On 8 January, around 200 police officers were stationed out in anticipation of protests as a peaceful pro-Israel rally arranged by organisations such as With Israel for Peace (MIFF) was to be held outside the Norwegian parliament building, with the Progress Party leader Siv Jensen scheduled to give a pro-Israel speech. During Jensen's speech, anti-Israel activists started throwing rocks at the pro-Israel demonstrators, forcing Jensen to leave the podium. The police used tear gas when rioters attacked a bus that tried to evacuate pro-Israeli activists from the area, which included a large number of elderly demonstrators. A pro-Israel protester was attacked and injured by anti-Israel protesters shouting "take him, he's a Jew", "fucking Jew" and "allahu akbar". Among other slogans, protesters shouted "death to the Jews," "kill the Jews" and "slaughter the Jews" in Arabic. An additional fifteen police officers from the Asker and Bærum police district were eventually brought in for assistance. The final count reported forty shop windows to have been smashed in the riots, and several cars and buses damaged, including fifteen police cars. At least six people were reported to have been injured, of which five police officers, one mutilated in the face by an iron rod. Police said they had found several secret stashes of Molotov cocktails, club weapons and knives throughout Oslo during the evening. 37 mainly immigrant-background rioters were detained by the police, of which fifteen were brought into custody, and nine charged with violence against police.

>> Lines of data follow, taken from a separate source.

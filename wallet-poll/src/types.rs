use std::fmt;
use std::str::FromStr;
use std::time::{SystemTime, UNIX_EPOCH};

use alloy_primitives::{address, Address, U256};
use serde::{Deserialize, Serialize};
use uuid::Uuid;

use crate::error::{PollError, Result};

/// Canonical Multicall3 deployment, identical on most EVM chains.
pub const MULTICALL3_ADDRESS: Address = address!("ca11bde05977b3631167028862be2a173976ca11");

#[derive(Debug, Clone, PartialEq, Eq, Hash, Serialize, Deserialize)]
pub struct Currency {
    pub name: String,
    pub symbol: String,
    pub decimals: u8,
    /// `None` for the chain's native asset.
    pub address: Option<Address>,
    pub coin_gecko_id: Option<String>,
}

/// Stable identity of a currency: `symbol` plus contract address, or plus name
/// for native assets.
#[derive(Debug, Clone, PartialEq, Eq, Hash, PartialOrd, Ord, Serialize, Deserialize)]
pub struct CurrencyId(String);

impl Currency {
    pub fn native(name: &str, symbol: &str, decimals: u8, coin_gecko_id: Option<&str>) -> Self {
        Self {
            name: name.to_string(),
            symbol: symbol.to_string(),
            decimals,
            address: None,
            coin_gecko_id: coin_gecko_id.map(str::to_string),
        }
    }

    pub fn erc20(
        name: &str,
        symbol: &str,
        decimals: u8,
        address: Address,
        coin_gecko_id: Option<&str>,
    ) -> Self {
        Self {
            name: name.to_string(),
            symbol: symbol.to_string(),
            decimals,
            address: Some(address),
            coin_gecko_id: coin_gecko_id.map(str::to_string),
        }
    }

    pub fn is_native(&self) -> bool {
        self.address.is_none()
    }

    pub fn id(&self) -> CurrencyId {
        match self.address {
            Some(address) => CurrencyId(format!("{}:{}", self.symbol, address)),
            None => CurrencyId(format!("{}:{}", self.symbol, self.name)),
        }
    }
}

impl CurrencyId {
    pub fn as_str(&self) -> &str {
        &self.0
    }
}

impl fmt::Display for CurrencyId {
    fn fmt(&self, f: &mut fmt::Formatter<'_>) -> fmt::Result {
        f.write_str(&self.0)
    }
}

#[derive(Debug, Clone, PartialEq, Eq, Hash, Serialize, Deserialize)]
pub struct Network {
    pub chain_id: u64,
    pub name: String,
    pub native_currency: Currency,
    pub multicall_address: Address,
}

impl Network {
    pub fn new(chain_id: u64, name: &str, native_currency: Currency, multicall_address: Address) -> Self {
        Self {
            chain_id,
            name: name.to_string(),
            native_currency,
            multicall_address,
        }
    }
}

impl fmt::Display for Network {
    fn fmt(&self, f: &mut fmt::Formatter<'_>) -> fmt::Result {
        write!(f, "{} ({})", self.name, self.chain_id)
    }
}

pub fn now_ms() -> i64 {
    SystemTime::now()
        .duration_since(UNIX_EPOCH)
        .map(|d| d.as_millis() as i64)
        .unwrap_or(0)
}

pub fn new_trace_id() -> String {
    Uuid::new_v4().to_string()
}

pub fn parse_address(address: &str) -> Result<Address> {
    let trimmed = address.trim();
    Address::from_str(trimmed).map_err(|_| PollError::InvalidAddress(trimmed.to_string()))
}

pub fn parse_u256_hex(value: &str) -> Result<U256> {
    let trimmed = value.trim().trim_start_matches("0x");
    if trimmed.is_empty() {
        return Ok(U256::ZERO);
    }
    U256::from_str_radix(trimmed, 16)
        .map_err(|_| PollError::invalid_params(format!("Invalid hex U256: {value}")))
}

pub fn bytes_to_hex0x<B: AsRef<[u8]>>(bytes: B) -> String {
    format!("0x{}", hex::encode(bytes.as_ref()))
}

pub fn hex0x_to_bytes(value: &str) -> Result<Vec<u8>> {
    let trimmed = value.trim().trim_start_matches("0x");
    if trimmed.is_empty() {
        return Ok(Vec::new());
    }
    hex::decode(trimmed).map_err(|err| PollError::invalid_params(format!("Invalid hex: {err}")))
}

pub fn format_units(value: &U256, decimals: u8) -> String {
    if decimals == 0 {
        return value.to_string();
    }

    let raw = value.to_string();
    let decimals_usize = decimals as usize;
    if raw == "0" {
        return "0".to_string();
    }

    if raw.len() <= decimals_usize {
        let mut padded = String::with_capacity(decimals_usize + 2);
        padded.push_str("0.");
        for _ in 0..(decimals_usize - raw.len()) {
            padded.push('0');
        }
        padded.push_str(&raw);
        return trim_trailing_zeros(&padded);
    }

    let split = raw.len() - decimals_usize;
    let (int_part, frac_part) = raw.split_at(split);
    let formatted = format!("{int_part}.{frac_part}");
    trim_trailing_zeros(&formatted)
}

fn trim_trailing_zeros(value: &str) -> String {
    if let Some((int_part, frac_part)) = value.split_once('.') {
        let trimmed_frac = frac_part.trim_end_matches('0');
        if trimmed_frac.is_empty() {
            return int_part.to_string();
        }
        return format!("{int_part}.{trimmed_frac}");
    }
    value.to_string()
}

pub mod u256_as_string {
    use alloy_primitives::U256;
    use serde::{Deserialize, Deserializer, Serializer};

    pub fn serialize<S>(value: &U256, serializer: S) -> Result<S::Ok, S::Error>
    where
        S: Serializer,
    {
        serializer.serialize_str(&value.to_string())
    }

    pub fn deserialize<'de, D>(deserializer: D) -> Result<U256, D::Error>
    where
        D: Deserializer<'de>,
    {
        let s = String::deserialize(deserializer)?;
        U256::from_str_radix(&s, 10).map_err(serde::de::Error::custom)
    }
}
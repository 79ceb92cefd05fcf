use std::collections::HashMap;
use std::sync::atomic::{AtomicUsize, Ordering};
use std::sync::Arc;

use alloy_primitives::U256;
use serde::Serialize;

use crate::domain::balances::BalanceEntry;
use crate::domain::fees::FeeEstimate;
use crate::error::PollError;
use crate::types::{Currency, CurrencyId};

#[derive(Debug, Clone, Copy, PartialEq, Eq, Serialize)]
#[serde(rename_all = "lowercase")]
pub enum PollStatus {
    Idle,
    Polling,
}

/// Marks one cycle as in flight for as long as it lives. Dropping it, including
/// when the cycle's future is cancelled, brings the network back to idle.
#[derive(Debug)]
pub(crate) struct InFlight(Arc<AtomicUsize>);

impl InFlight {
    pub fn enter(counter: &Arc<AtomicUsize>) -> Self {
        counter.fetch_add(1, Ordering::SeqCst);
        Self(Arc::clone(counter))
    }
}

impl Drop for InFlight {
    fn drop(&mut self) {
        self.0.fetch_sub(1, Ordering::SeqCst);
    }
}

#[derive(Debug, Clone, Default)]
pub(crate) struct NetworkState {
    pub in_flight: Arc<AtomicUsize>,
    /// Bumped when the user switches away from this network.
    pub epoch: u64,
    pub last_error: Option<PollError>,
    pub fee: Option<FeeEstimate>,
    pub last_applied_seq: u64,
    pub last_fee_seq: u64,
    pub last_updated_ms: Option<i64>,
    /// Balances were restored from the store and not yet confirmed on chain.
    pub restored: bool,
    pub currencies: HashMap<CurrencyId, Currency>,
}

impl NetworkState {
    pub fn status(&self) -> PollStatus {
        if self.in_flight.load(Ordering::SeqCst) > 0 {
            PollStatus::Polling
        } else {
            PollStatus::Idle
        }
    }
}

/// Mutable wallet state. Only the poll service writes it, always under its
/// merge lock.
#[derive(Debug, Default)]
pub(crate) struct WalletState {
    pub balances: HashMap<(u64, CurrencyId), U256>,
    pub networks: HashMap<u64, NetworkState>,
    pub active: Option<u64>,
}

impl WalletState {
    pub fn network_mut(&mut self, chain_id: u64) -> &mut NetworkState {
        self.networks.entry(chain_id).or_default()
    }

    pub fn has_balances(&self, chain_id: u64) -> bool {
        self.balances.keys().any(|(id, _)| *id == chain_id)
    }

    pub fn snapshot(&self, chain_id: u64) -> WalletSnapshot {
        let network = self.networks.get(&chain_id);
        let mut balances: Vec<BalanceEntry> = self
            .balances
            .iter()
            .filter(|((id, _), _)| *id == chain_id)
            .filter_map(|((_, currency_id), raw)| {
                let currency = network?.currencies.get(currency_id)?;
                Some(BalanceEntry::new(currency.clone(), *raw))
            })
            .collect();
        balances.sort_by(|a, b| {
            b.currency
                .is_native()
                .cmp(&a.currency.is_native())
                .then_with(|| a.currency.symbol.cmp(&b.currency.symbol))
        });

        WalletSnapshot {
            chain_id,
            active: self.active == Some(chain_id),
            status: network.map(NetworkState::status).unwrap_or(PollStatus::Idle),
            stale: network.map(|n| n.restored).unwrap_or(false),
            balances,
            fee: network.and_then(|n| n.fee.clone()),
            last_error: network
                .and_then(|n| n.last_error.as_ref())
                .map(ToString::to_string),
            last_updated_ms: network.and_then(|n| n.last_updated_ms),
        }
    }
}

/// Read-only copy of one network's slice of wallet state.
#[derive(Debug, Clone, PartialEq, Eq, Serialize)]
pub struct WalletSnapshot {
    pub chain_id: u64,
    pub active: bool,
    pub status: PollStatus,
    pub stale: bool,
    pub balances: Vec<BalanceEntry>,
    pub fee: Option<FeeEstimate>,
    pub last_error: Option<String>,
    pub last_updated_ms: Option<i64>,
}

impl WalletSnapshot {
    pub fn balance(&self, symbol: &str) -> Option<U256> {
        self.balances
            .iter()
            .find(|b| b.currency.symbol == symbol)
            .map(|b| b.raw)
    }
}
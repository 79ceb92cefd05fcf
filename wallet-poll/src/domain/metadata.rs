use alloy_primitives::Address;
use alloy_sol_types::SolCall;

use crate::abi;
use crate::codec::{AbiType, AbiValue};
use crate::error::{PollError, Result};
use crate::infra::multicall::{CallDescriptor, CallResult};
use crate::poll::request::{GroupPollRequest, PollRequest, RequestMeta};
use crate::types::Currency;

pub fn metadata_calls(token: Address) -> Vec<CallDescriptor> {
    vec![
        CallDescriptor::new(token, abi::nameCall::SELECTOR.to_vec().into()),
        CallDescriptor::new(token, abi::symbolCall::SELECTOR.to_vec().into()),
        CallDescriptor::new(token, abi::decimalsCall::SELECTOR.to_vec().into()),
    ]
}

/// Builds a currency from `name()`, `symbol()` and `decimals()` results, in
/// that order. Every field is required.
pub fn decode_metadata(token: Address, results: &[CallResult]) -> Result<Currency> {
    let [name, symbol, decimals] = results else {
        return Err(PollError::decode(format!(
            "Expected 3 metadata results for {token}, got {}",
            results.len()
        )));
    };

    let name = decode_string(name)?;
    let symbol = decode_string(symbol)?;
    let decimals = decimals
        .decode(&[AbiType::Uint(8)])?
        .first()
        .and_then(AbiValue::as_uint)
        .and_then(|v| u8::try_from(v).ok())
        .ok_or_else(|| PollError::decode(format!("Bad decimals for {token}")))?;

    if symbol.trim().is_empty() {
        return Err(PollError::decode(format!("Empty symbol for {token}")));
    }

    Ok(Currency::erc20(name.trim(), symbol.trim(), decimals, token, None))
}

fn decode_string(result: &CallResult) -> Result<String> {
    result
        .decode(&[AbiType::String])?
        .first()
        .and_then(AbiValue::as_str)
        .map(str::to_string)
        .ok_or_else(|| PollError::decode("Expected a string return value"))
}

pub fn metadata_request<F>(token: Address, on_currency: F) -> Box<dyn PollRequest>
where
    F: FnOnce(Result<Currency>) + Send + 'static,
{
    Box::new(GroupPollRequest::new(
        format!("metadata:{token}"),
        metadata_calls(token),
        move |results: Result<&[CallResult]>, _: &RequestMeta| {
            on_currency(results.and_then(|results| decode_metadata(token, results)));
        },
    ))
}
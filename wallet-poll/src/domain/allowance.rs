use alloy_primitives::{Address, U256};
use serde::Serialize;

use crate::abi;
use crate::error::Result;
use crate::infra::multicall::{CallDescriptor, CallResult};
use crate::poll::request::{FnPollRequest, PollRequest, RequestMeta};
use crate::types;

#[derive(Debug, Clone, Copy, PartialEq, Eq, Hash)]
pub struct AllowanceQuery {
    pub token: Address,
    pub owner: Address,
    pub spender: Address,
}

#[derive(Debug, Clone, PartialEq, Eq, Serialize)]
pub struct Allowance {
    pub token: Address,
    pub owner: Address,
    pub spender: Address,
    #[serde(with = "types::u256_as_string")]
    pub amount: U256,
    pub unlimited: bool,
}

impl Allowance {
    pub fn new(query: AllowanceQuery, amount: U256) -> Self {
        // Wallets approve either MAX or something close to it.
        let unlimited = amount >= U256::MAX >> 1usize;
        Self {
            token: query.token,
            owner: query.owner,
            spender: query.spender,
            amount,
            unlimited,
        }
    }
}

pub fn allowance_call(query: &AllowanceQuery) -> CallDescriptor {
    CallDescriptor::from_sol_call(
        query.token,
        &abi::allowanceCall {
            owner: query.owner,
            spender: query.spender,
        },
    )
}

pub fn allowance_request<F>(query: AllowanceQuery, on_allowance: F) -> Box<dyn PollRequest>
where
    F: FnOnce(Result<Allowance>) + Send + 'static,
{
    Box::new(FnPollRequest::new(
        format!("allowance:{}:{}", query.token, query.spender),
        allowance_call(&query),
        move |result: Result<&CallResult>, _: &RequestMeta| {
            on_allowance(
                result
                    .and_then(CallResult::decode_uint)
                    .map(|amount| Allowance::new(query, amount)),
            );
        },
    ))
}
//! Structured logging for poll cycles.
//!
//! Entries are serialized to JSON and handed to the `log` facade, so the host
//! application decides where they end up.

use serde::Serialize;

use crate::error::PollError;

#[derive(Debug, Clone, Copy, Serialize)]
#[serde(rename_all = "lowercase")]
pub enum LogLevel {
    Debug,
    Info,
    Warn,
    Error,
}

impl LogLevel {
    pub fn as_str(&self) -> &'static str {
        match self {
            LogLevel::Debug => "debug",
            LogLevel::Info => "info",
            LogLevel::Warn => "warn",
            LogLevel::Error => "error",
        }
    }

    fn as_log_level(&self) -> log::Level {
        match self {
            LogLevel::Debug => log::Level::Debug,
            LogLevel::Info => log::Level::Info,
            LogLevel::Warn => log::Level::Warn,
            LogLevel::Error => log::Level::Error,
        }
    }
}

#[derive(Debug, Serialize)]
pub struct LogEntry<'a> {
    pub level: LogLevel,
    pub trace_id: &'a str,
    pub message: &'a str,
    #[serde(skip_serializing_if = "Option::is_none")]
    pub chain_id: Option<u64>,
    #[serde(skip_serializing_if = "Option::is_none")]
    pub cycle: Option<u64>,
    #[serde(skip_serializing_if = "Option::is_none")]
    pub calls: Option<usize>,
    #[serde(skip_serializing_if = "Option::is_none")]
    pub chunks: Option<usize>,
    #[serde(skip_serializing_if = "Option::is_none")]
    pub latency_ms: Option<i64>,
    #[serde(skip_serializing_if = "Option::is_none")]
    pub status: Option<&'a str>,
    #[serde(skip_serializing_if = "Option::is_none")]
    pub error_kind: Option<&'a str>,
    #[serde(skip_serializing_if = "Option::is_none")]
    pub error_message: Option<String>,
    pub timestamp_ms: i64,
}

impl<'a> LogEntry<'a> {
    pub fn new(level: LogLevel, trace_id: &'a str, message: &'a str) -> Self {
        Self {
            level,
            trace_id,
            message,
            chain_id: None,
            cycle: None,
            calls: None,
            chunks: None,
            latency_ms: None,
            status: None,
            error_kind: None,
            error_message: None,
            timestamp_ms: crate::types::now_ms(),
        }
    }

    pub fn with_chain(mut self, chain_id: u64) -> Self {
        self.chain_id = Some(chain_id);
        self
    }

    pub fn with_cycle(mut self, cycle: u64) -> Self {
        self.cycle = Some(cycle);
        self
    }

    pub fn with_batch(mut self, calls: usize, chunks: usize) -> Self {
        self.calls = Some(calls);
        self.chunks = Some(chunks);
        self
    }

    pub fn with_latency(mut self, latency_ms: i64) -> Self {
        self.latency_ms = Some(latency_ms);
        self
    }

    pub fn with_status(mut self, status: &'a str) -> Self {
        self.status = Some(status);
        self
    }

    pub fn with_error(mut self, error: &PollError) -> Self {
        self.error_kind = Some(error.kind());
        self.error_message = Some(error.to_string());
        self
    }

    pub fn emit(&self) {
        let level = self.level.as_log_level();
        if !log::log_enabled!(target: "wallet_poll", level) {
            return;
        }
        if let Ok(json) = serde_json::to_string(self) {
            log::log!(target: "wallet_poll", level, "{}", json);
        }
    }
}

/// Per-cycle logging context.
pub struct CycleContext<'a> {
    pub trace_id: &'a str,
    pub chain_id: u64,
    pub cycle: u64,
    pub start_ms: i64,
}

impl<'a> CycleContext<'a> {
    pub fn new(trace_id: &'a str, chain_id: u64, cycle: u64, start_ms: i64) -> Self {
        Self {
            trace_id,
            chain_id,
            cycle,
            start_ms,
        }
    }

    fn entry(&self, level: LogLevel, message: &'a str) -> LogEntry<'a> {
        LogEntry::new(level, self.trace_id, message)
            .with_chain(self.chain_id)
            .with_cycle(self.cycle)
    }

    pub fn log_cycle_start(&self, calls: usize) {
        let mut entry = self.entry(LogLevel::Debug, "poll_start");
        entry.calls = Some(calls);
        entry.emit();
    }

    pub fn log_cycle_complete(&self, calls: usize, chunks: usize, status: &'a str) {
        let latency = crate::types::now_ms().saturating_sub(self.start_ms);
        self.entry(LogLevel::Info, "poll_complete")
            .with_batch(calls, chunks)
            .with_latency(latency)
            .with_status(status)
            .emit();
    }

    pub fn log_cycle_error(&self, error: &PollError) {
        let latency = crate::types::now_ms().saturating_sub(self.start_ms);
        self.entry(LogLevel::Error, "poll_error")
            .with_latency(latency)
            .with_status("error")
            .with_error(error)
            .emit();
    }

    pub fn log_stale_drop(&self, reason: &'a str) {
        self.entry(LogLevel::Warn, "poll_result_dropped")
            .with_status(reason)
            .emit();
    }
}
mod support;

use std::sync::{Arc, Mutex};

use alloy_primitives::U256;
use wallet_poll::abi;
use wallet_poll::error::{PollError, Result};
use wallet_poll::infra::config::PollConfig;
use wallet_poll::infra::multicall::{CallDescriptor, CallResult, MulticallAggregator};
use wallet_poll::infra::networks::NetworkRegistry;
use wallet_poll::poll::request::{FnPollRequest, GroupPollRequest, PollRequest, RequestMeta};

use support::{token_address, MockProvider, CULT, USDT, WALLET};

fn aggregator(limit: usize) -> MulticallAggregator {
    MulticallAggregator::new(&PollConfig::default().with_max_calls_per_batch(limit))
}

fn balance_call(token: alloy_primitives::Address) -> CallDescriptor {
    CallDescriptor::from_sol_call(token, &abi::balanceOfCall { account: WALLET })
}

type Seen = Arc<Mutex<Vec<(String, Result<Vec<CallResult>>)>>>;

fn recording_group(id: &str, calls: Vec<CallDescriptor>, seen: &Seen) -> Box<dyn PollRequest> {
    let seen = Arc::clone(seen);
    Box::new(GroupPollRequest::new(
        id,
        calls,
        move |results: Result<&[CallResult]>, meta: &RequestMeta| {
            seen.lock()
                .unwrap()
                .push((meta.id.clone(), results.map(|r| r.to_vec())));
        },
    ))
}

#[tokio::test]
async fn handlers_run_in_submission_order_across_chunks() {
    let provider = MockProvider::new(1);
    for i in 0..10 {
        provider.add_token(token_address(i), "T", "T", 18);
        provider.set_balance(token_address(i), WALLET, U256::from(i as u64 * 7));
    }
    let network = NetworkRegistry::with_defaults().get(1).unwrap().clone();
    let seen: Seen = Arc::default();

    let requests = (0..5)
        .map(|r| {
            let calls = (0..2).map(|c| balance_call(token_address(r * 2 + c))).collect();
            recording_group(&format!("req{r}"), calls, &seen)
        })
        .collect();

    let report = aggregator(3).execute(&provider, &network, requests).await;
    assert_eq!(report.calls, 10);
    assert_eq!(report.chunks, 4);
    assert_eq!(report.failed_chunks, 0);
    assert_eq!(provider.aggregate_calls(), 4);
    assert_eq!(provider.batch_sizes().iter().sum::<usize>(), 10);

    let seen = seen.lock().unwrap();
    let ids: Vec<&str> = seen.iter().map(|(id, _)| id.as_str()).collect();
    assert_eq!(ids, vec!["req0", "req1", "req2", "req3", "req4"]);
    for (r, (_, results)) in seen.iter().enumerate() {
        let results = results.as_ref().unwrap();
        assert_eq!(results.len(), 2);
        for (c, result) in results.iter().enumerate() {
            let i = r * 2 + c;
            assert_eq!(result.index, i);
            assert_eq!(result.target, token_address(i));
            assert_eq!(result.decode_uint().unwrap(), U256::from(i as u64 * 7));
        }
    }
}

#[tokio::test]
async fn failed_chunk_only_fails_its_requests() {
    let provider = MockProvider::ethereum();
    provider.fail_batches_containing(USDT);
    let network = NetworkRegistry::with_defaults().get(1).unwrap().clone();
    let seen: Seen = Arc::default();

    let requests = vec![
        recording_group("cult", vec![balance_call(CULT), balance_call(CULT)], &seen),
        recording_group("usdt", vec![balance_call(USDT)], &seen),
    ];
    let report = aggregator(2).execute(&provider, &network, requests).await;
    assert_eq!(report.chunks, 2);
    assert_eq!(report.failed_chunks, 1);
    assert_eq!(report.failed_requests, 1);

    let seen = seen.lock().unwrap();
    assert!(seen[0].1.is_ok());
    assert!(matches!(&seen[1].1, Err(PollError::Transport(_))));
}

#[tokio::test]
async fn request_spanning_a_failed_chunk_fails_whole() {
    let provider = MockProvider::ethereum();
    provider.fail_batches_containing(USDT);
    let network = NetworkRegistry::with_defaults().get(1).unwrap().clone();
    let seen: Seen = Arc::default();

    let requests = vec![recording_group(
        "both",
        vec![balance_call(CULT), balance_call(USDT)],
        &seen,
    )];
    aggregator(1).execute(&provider, &network, requests).await;

    let seen = seen.lock().unwrap();
    assert_eq!(seen.len(), 1);
    assert!(seen[0].1.as_ref().unwrap_err().is_retryable());
}

#[tokio::test]
async fn reverted_sub_call_keeps_siblings() {
    let provider = MockProvider::ethereum();
    provider.set_reverting(USDT, true);
    let network = NetworkRegistry::with_defaults().get(1).unwrap().clone();
    let seen: Seen = Arc::default();

    let requests = vec![recording_group(
        "pair",
        vec![balance_call(CULT), balance_call(USDT)],
        &seen,
    )];
    aggregator(100).execute(&provider, &network, requests).await;

    let seen = seen.lock().unwrap();
    let results = seen[0].1.as_ref().unwrap();
    assert!(results[0].decode_uint().is_ok());
    assert!(matches!(
        results[1].decode_uint(),
        Err(PollError::PartialCallFailure { index: 1, .. })
    ));
}

#[tokio::test]
async fn required_call_reverting_fails_the_chunk() {
    let provider = MockProvider::ethereum();
    provider.set_reverting(USDT, true);
    let network = NetworkRegistry::with_defaults().get(1).unwrap().clone();
    let seen: Seen = Arc::default();

    let requests = vec![recording_group(
        "strict",
        vec![balance_call(CULT), balance_call(USDT).require_success()],
        &seen,
    )];
    let report = aggregator(100).execute(&provider, &network, requests).await;
    assert_eq!(report.failed_chunks, 1);
    assert!(seen.lock().unwrap()[0].1.is_err());
}

#[tokio::test]
async fn provider_for_wrong_chain_fails_every_request() {
    let provider = MockProvider::new(137);
    let network = NetworkRegistry::with_defaults().get(1).unwrap().clone();
    let seen: Seen = Arc::default();

    let requests = vec![recording_group("a", vec![balance_call(CULT)], &seen)];
    let report = aggregator(100).execute(&provider, &network, requests).await;
    assert_eq!(report.failed_requests, 1);
    assert_eq!(provider.aggregate_calls(), 0);
    assert!(matches!(
        seen.lock().unwrap()[0].1,
        Err(PollError::InvalidParams(_))
    ));
}

#[tokio::test]
async fn single_function_request_gets_one_result() {
    let provider = MockProvider::ethereum();
    let network = NetworkRegistry::with_defaults().get(1).unwrap().clone();
    let got = Arc::new(Mutex::new(None));
    let sink = Arc::clone(&got);

    let request = FnPollRequest::new(
        "usdt",
        balance_call(USDT),
        move |result: Result<&CallResult>, _: &RequestMeta| {
            *sink.lock().unwrap() = Some(result.and_then(CallResult::decode_uint));
        },
    );
    aggregator(100)
        .execute(&provider, &network, vec![Box::new(request)])
        .await;

    assert_eq!(
        got.lock().unwrap().clone(),
        Some(Ok(U256::from(1_500_000u64)))
    );
}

On 9 and 10 January new anti-Israel demonstrations were arranged by an Islamo-leftist alliance of several organisations, including the Workers' Youth League (AUF), Red Party, Red Youth (RU), Socialist Youth (SU), Norwegian People's Aid, Islamic Association, and other pro-Palestine and Muslim organisations. Blitz stated openly that they supported the violent riots. On 10 January, 3,000 demonstrators were joined by the Norwegian Confederation of Trade Unions (LO) and Minister of Finance Kristin Halvorsen. The protest soon erupted into new riots as fireworks and rocks were thrown at the police and the Israeli embassy, with at least two people injured and several police officers struck by objects. The violence spread throughout Oslo, and numerous shop windows were smashed and cars damaged. Five McDonald's restaurants were destroyed in the riots because of a false rumor spread by text message that all the money McDonald's earned that day would go to support Israel. Some of the youngest rioters reported to have been told by older youths to "hunt for Jews", with one group severely beating up a shop owner accused of being a Jew. The Oslo Freemasonry Lodge, which hosted a children's Christmas party with 300 people was deliberately attacked with fireworks after crushing a window open, nearly causing a fire. The police detained 160 rioters during the evening, charging eleven with property damage and violence against police.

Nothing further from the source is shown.